The relevant part is in the commit-message object, which gives you commits of the form:

build(deps): bump org.assertj:assertj-core from 3.25.1 to 3.25.2

The only minor glitch and well-known issue is that dependabot will make description lines that can be too long for the linter to pass. In my case I regularly have dependabot pull-requests that fail the wagoid/commitlint-github-action checks just because it makes for long lines. This easily happens with long Maven coordinates.

There are two options:

  1. just ignore this and proceed with a merge as long as other checks are green, knowing that many tools such as JReleaser do not care about the length of description lines, or
  2. edit the wagoid/commitlint-github-action configuration with relaxed custom rules (I will leave this as an exercice to the astute reader as we said in my past professional life 😄).

Conclusion

I hope that this blog post will have motivated you to explore conventional commits.

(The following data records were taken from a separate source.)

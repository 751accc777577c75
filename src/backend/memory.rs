//! In-memory wide-column store for development and testing
//!
//! Implements both [`AdminClient`] and [`DataClient`] over a map of tables.
//! Rows keep only the latest cell per column. Reads return rows in key
//! order, like a real wide-column store, regardless of request order.

use super::{
    AdminClient, DataClient, FamilyInfo, Mutation, ReadItem, Row, RowSet, StatusResult, TableInfo,
};
use crate::context::RequestContext;
use crate::Error;

use async_trait::async_trait;
use bytes::Bytes;
use dashmap::DashMap;
use parking_lot::Mutex;
use std::collections::{BTreeMap, BTreeSet, HashMap};
use std::sync::atomic::{AtomicI64, AtomicU64, AtomicUsize, Ordering};
use std::time::Duration;
use tonic::Status;

/// Backend calls, for failure injection
#[derive(Debug, Clone, Copy, PartialEq, Eq, Hash)]
pub enum BackendOp {
    Tables,
    TableInfo,
    CreateTable,
    CreateColumnFamily,
    DeleteTable,
    ApplyBulk,
    ReadRows,
}

/// Snapshot of call counters
#[derive(Debug, Clone, Copy, Default, PartialEq, Eq)]
pub struct BackendStats {
    pub tables_calls: u64,
    pub table_info_calls: u64,
    pub apply_bulk_calls: u64,
    pub read_rows_calls: u64,
    /// Largest key count seen in a single keyed read
    pub max_keys_per_read: usize,
    /// Most reads in flight at once
    pub max_concurrent_reads: usize,
}

#[derive(Debug, Default)]
struct Counters {
    tables_calls: AtomicU64,
    table_info_calls: AtomicU64,
    apply_bulk_calls: AtomicU64,
    read_rows_calls: AtomicU64,
    max_keys_per_read: AtomicUsize,
    reads_in_flight: AtomicUsize,
    max_concurrent_reads: AtomicUsize,
}

type Cells = BTreeMap<String, BTreeMap<String, (i64, Bytes)>>;

#[derive(Debug, Default)]
struct MemTable {
    families: BTreeSet<String>,
    rows: BTreeMap<String, Cells>,
}

/// In-memory backend
#[derive(Debug, Default)]
pub struct InMemoryBackend {
    tables: DashMap<String, MemTable>,
    /// Artificial latency added to every read
    read_latency: Option<Duration>,
    /// One-shot failures returned by the next call of each op
    failures: Mutex<HashMap<BackendOp, Status>>,
    counters: Counters,
    /// Server-assigned cell timestamps (micros)
    clock: AtomicI64,
}

impl InMemoryBackend {
    pub fn new() -> Self {
        Self::default()
    }

    /// Delay every `read_rows` call by `latency`.
    pub fn with_read_latency(mut self, latency: Duration) -> Self {
        self.read_latency = Some(latency);
        self
    }

    /// Make the next call of `op` fail with `status`.
    pub fn fail_next(&self, op: BackendOp, status: Status) {
        self.failures.lock().insert(op, status);
    }

    pub fn stats(&self) -> BackendStats {
        let c = &self.counters;
        BackendStats {
            tables_calls: c.tables_calls.load(Ordering::Relaxed),
            table_info_calls: c.table_info_calls.load(Ordering::Relaxed),
            apply_bulk_calls: c.apply_bulk_calls.load(Ordering::Relaxed),
            read_rows_calls: c.read_rows_calls.load(Ordering::Relaxed),
            max_keys_per_read: c.max_keys_per_read.load(Ordering::Relaxed),
            max_concurrent_reads: c.max_concurrent_reads.load(Ordering::Relaxed),
        }
    }

    /// Number of rows stored in `table`.
    pub fn row_count(&self, table: &str) -> usize {
        self.tables.get(table).map_or(0, |t| t.rows.len())
    }

    fn preflight(&self, ctx: &RequestContext, op: BackendOp) -> StatusResult<()> {
        if let Some(err) = ctx.err() {
            return Err(context_status(err));
        }
        match self.failures.lock().remove(&op) {
            Some(status) => Err(status),
            None => Ok(()),
        }
    }

    fn collect_rows(&self, table: &str, rows: &RowSet) -> StatusResult<Vec<Row>> {
        let guard = self
            .tables
            .get(table)
            .ok_or_else(|| Status::not_found(format!("table {table} not found")))?;

        let to_row = |key: &String, cells: &Cells| Row {
            key: key.clone(),
            families: cells
                .iter()
                .map(|(family, columns)| {
                    let items = columns
                        .iter()
                        .map(|(column, (timestamp, value))| ReadItem {
                            column: column.clone(),
                            timestamp: *timestamp,
                            value: value.clone(),
                        })
                        .collect();
                    (family.clone(), items)
                })
                .collect(),
        };

        let out = match rows {
            RowSet::Keys(keys) => {
                let wanted: BTreeSet<&String> = keys.iter().collect();
                wanted
                    .into_iter()
                    .filter_map(|key| guard.rows.get(key).map(|cells| to_row(key, cells)))
                    .collect()
            }
            RowSet::Range(range) => {
                let iter = guard
                    .rows
                    .range(range.start.clone()..)
                    .take_while(|(key, _)| range.contains(key))
                    .map(|(key, cells)| to_row(key, cells));
                match range.limit {
                    Some(limit) => iter.take(limit).collect(),
                    None => iter.collect(),
                }
            }
        };
        Ok(out)
    }

    fn next_timestamp(&self) -> i64 {
        self.clock.fetch_add(1, Ordering::Relaxed) + 1
    }
}

fn context_status(err: Error) -> Status {
    match err {
        Error::DeadlineExceeded => Status::deadline_exceeded(err.to_string()),
        other => Status::cancelled(other.to_string()),
    }
}

#[async_trait]
impl AdminClient for InMemoryBackend {
    async fn tables(&self, ctx: &RequestContext) -> StatusResult<Vec<String>> {
        self.counters.tables_calls.fetch_add(1, Ordering::Relaxed);
        self.preflight(ctx, BackendOp::Tables)?;
        let mut names: Vec<String> = self.tables.iter().map(|t| t.key().clone()).collect();
        names.sort();
        Ok(names)
    }

    async fn table_info(&self, ctx: &RequestContext, table: &str) -> StatusResult<TableInfo> {
        self.counters.table_info_calls.fetch_add(1, Ordering::Relaxed);
        self.preflight(ctx, BackendOp::TableInfo)?;
        let guard = self
            .tables
            .get(table)
            .ok_or_else(|| Status::not_found(format!("table {table} not found")))?;
        Ok(TableInfo {
            families: guard
                .families
                .iter()
                .map(|name| FamilyInfo { name: name.clone() })
                .collect(),
        })
    }

    async fn create_table(&self, ctx: &RequestContext, table: &str) -> StatusResult<()> {
        self.preflight(ctx, BackendOp::CreateTable)?;
        match self.tables.entry(table.to_string()) {
            dashmap::mapref::entry::Entry::Occupied(_) => {
                Err(Status::already_exists(format!("table {table} already exists")))
            }
            dashmap::mapref::entry::Entry::Vacant(v) => {
                v.insert(MemTable::default());
                Ok(())
            }
        }
    }

    async fn create_column_family(
        &self,
        ctx: &RequestContext,
        table: &str,
        family: &str,
    ) -> StatusResult<()> {
        self.preflight(ctx, BackendOp::CreateColumnFamily)?;
        let mut guard = self
            .tables
            .get_mut(table)
            .ok_or_else(|| Status::not_found(format!("table {table} not found")))?;
        if !guard.families.insert(family.to_string()) {
            return Err(Status::already_exists(format!(
                "family {family} already exists in {table}"
            )));
        }
        Ok(())
    }

    async fn delete_table(&self, ctx: &RequestContext, table: &str) -> StatusResult<()> {
        self.preflight(ctx, BackendOp::DeleteTable)?;
        self.tables
            .remove(table)
            .map(|_| ())
            .ok_or_else(|| Status::not_found(format!("table {table} not found")))
    }
}

#[async_trait]
impl DataClient for InMemoryBackend {
    async fn apply_bulk(
        &self,
        ctx: &RequestContext,
        table: &str,
        rows: Vec<(String, Mutation)>,
    ) -> StatusResult<Vec<Option<Status>>> {
        self.counters.apply_bulk_calls.fetch_add(1, Ordering::Relaxed);
        self.preflight(ctx, BackendOp::ApplyBulk)?;

        let mut guard = self
            .tables
            .get_mut(table)
            .ok_or_else(|| Status::not_found(format!("table {table} not found")))?;
        let mut results = Vec::with_capacity(rows.len());
        for (key, mutation) in rows {
            if let Some(cell) = mutation
                .cells
                .iter()
                .find(|c| !guard.families.contains(&c.family))
            {
                results.push(Some(Status::failed_precondition(format!(
                    "family {} not found in {}",
                    cell.family, table
                ))));
                continue;
            }
            let row = guard.rows.entry(key).or_default();
            for cell in mutation.cells {
                let ts = cell.timestamp.unwrap_or_else(|| self.next_timestamp());
                row.entry(cell.family)
                    .or_default()
                    .insert(cell.column, (ts, cell.value));
            }
            results.push(None);
        }
        Ok(results)
    }

    async fn read_rows(
        &self,
        ctx: &RequestContext,
        table: &str,
        rows: RowSet,
        f: &mut (dyn FnMut(Row) -> bool + Send),
    ) -> StatusResult<()> {
        let c = &self.counters;
        c.read_rows_calls.fetch_add(1, Ordering::Relaxed);
        if let RowSet::Keys(keys) = &rows {
            c.max_keys_per_read.fetch_max(keys.len(), Ordering::Relaxed);
        }
        self.preflight(ctx, BackendOp::ReadRows)?;

        let in_flight = c.reads_in_flight.fetch_add(1, Ordering::AcqRel) + 1;
        c.max_concurrent_reads.fetch_max(in_flight, Ordering::AcqRel);
        let result = self.read_rows_inner(ctx, table, &rows, f).await;
        c.reads_in_flight.fetch_sub(1, Ordering::AcqRel);
        result
    }
}

impl InMemoryBackend {
    async fn read_rows_inner(
        &self,
        ctx: &RequestContext,
        table: &str,
        rows: &RowSet,
        f: &mut (dyn FnMut(Row) -> bool + Send),
    ) -> StatusResult<()> {
        if let Some(latency) = self.read_latency {
            tokio::select! {
                biased;
                err = ctx.done() => return Err(context_status(err)),
                _ = tokio::time::sleep(latency) => {}
            }
        }

        let matched = self.collect_rows(table, rows)?;
        for row in matched {
            if let Some(err) = ctx.err() {
                return Err(context_status(err));
            }
            if !f(row) {
                break;
            }
        }
        Ok(())
    }
}

#[cfg(test)]
mod tests {
    use super::*;
    use crate::backend::RowRange;

    async fn backend_with_table() -> InMemoryBackend {
        let ctx = RequestContext::background();
        let backend = InMemoryBackend::new();
        backend.create_table(&ctx, "t").await.unwrap();
        backend.create_column_family(&ctx, "t", "f").await.unwrap();
        backend
    }

    fn put(key: &str, value: &'static [u8]) -> (String, Mutation) {
        (
            key.to_string(),
            Mutation::new().set("f", "c", None, Bytes::from_static(value)),
        )
    }

    async fn read_keys(backend: &InMemoryBackend, rows: RowSet) -> Vec<String> {
        let mut keys = Vec::new();
        backend
            .read_rows(&RequestContext::background(), "t", rows, &mut |row: Row| {
                keys.push(row.key);
                true
            })
            .await
            .unwrap();
        keys
    }

    #[tokio::test]
    async fn create_is_not_idempotent_at_this_level() {
        let backend = backend_with_table().await;
        let ctx = RequestContext::background();
        let err = backend.create_table(&ctx, "t").await.unwrap_err();
        assert_eq!(err.code(), tonic::Code::AlreadyExists);
        let err = backend.create_column_family(&ctx, "t", "f").await.unwrap_err();
        assert_eq!(err.code(), tonic::Code::AlreadyExists);
    }

    #[tokio::test]
    async fn reads_come_back_in_key_order() {
        let backend = backend_with_table().await;
        let ctx = RequestContext::background();
        let errs = backend
            .apply_bulk(&ctx, "t", vec![put("b", b"2"), put("a", b"1"), put("c", b"3")])
            .await
            .unwrap();
        assert!(errs.iter().all(Option::is_none));

        let keys = read_keys(
            &backend,
            RowSet::Keys(vec!["c".into(), "a".into(), "missing".into()]),
        )
        .await;
        assert_eq!(keys, vec!["a", "c"]);
    }

    #[tokio::test]
    async fn range_reads_honour_limit() {
        let backend = backend_with_table().await;
        let ctx = RequestContext::background();
        backend
            .apply_bulk(&ctx, "t", vec![put("a", b"1"), put("b", b"2"), put("c", b"3")])
            .await
            .unwrap();

        let keys = read_keys(
            &backend,
            RowSet::Range(RowRange::new("a", Some("c".into())).with_limit(1)),
        )
        .await;
        assert_eq!(keys, vec!["a"]);
    }

    #[tokio::test]
    async fn missing_family_fails_per_row() {
        let backend = backend_with_table().await;
        let ctx = RequestContext::background();
        let errs = backend
            .apply_bulk(
                &ctx,
                "t",
                vec![
                    put("a", b"1"),
                    (
                        "b".into(),
                        Mutation::new().set("other", "c", None, Bytes::new()),
                    ),
                ],
            )
            .await
            .unwrap();
        assert!(errs[0].is_none());
        assert_eq!(
            errs[1].as_ref().map(|s| s.code()),
            Some(tonic::Code::FailedPrecondition)
        );
    }

    #[tokio::test]
    async fn injected_failure_fires_once() {
        let backend = backend_with_table().await;
        let ctx = RequestContext::background();
        backend.fail_next(BackendOp::Tables, Status::unavailable("down"));
        assert!(backend.tables(&ctx).await.is_err());
        assert_eq!(backend.tables(&ctx).await.unwrap(), vec!["t"]);
    }

    #[tokio::test]
    async fn cancelled_context_fails_reads() {
        let backend = backend_with_table().await;
        let ctx = RequestContext::background();
        ctx.cancel();
        let err = backend
            .read_rows(&ctx, "t", RowSet::Keys(vec!["a".into()]), &mut |_| true)
            .await
            .unwrap_err();
        assert_eq!(err.code(), tonic::Code::Cancelled);
    }
}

I don’t use them in all of my projects, but I found them to be useful in the important ones that I maintain, with Mutiny being a good showcase as it is a critical component of larger projects such as Quarkus.

At first conventional commits look a bit weird and you will repeatedly wonder what is the format as you make commits. Still, they will quickly become a second nature and you will realise the benefits in terms to your software engineering processes.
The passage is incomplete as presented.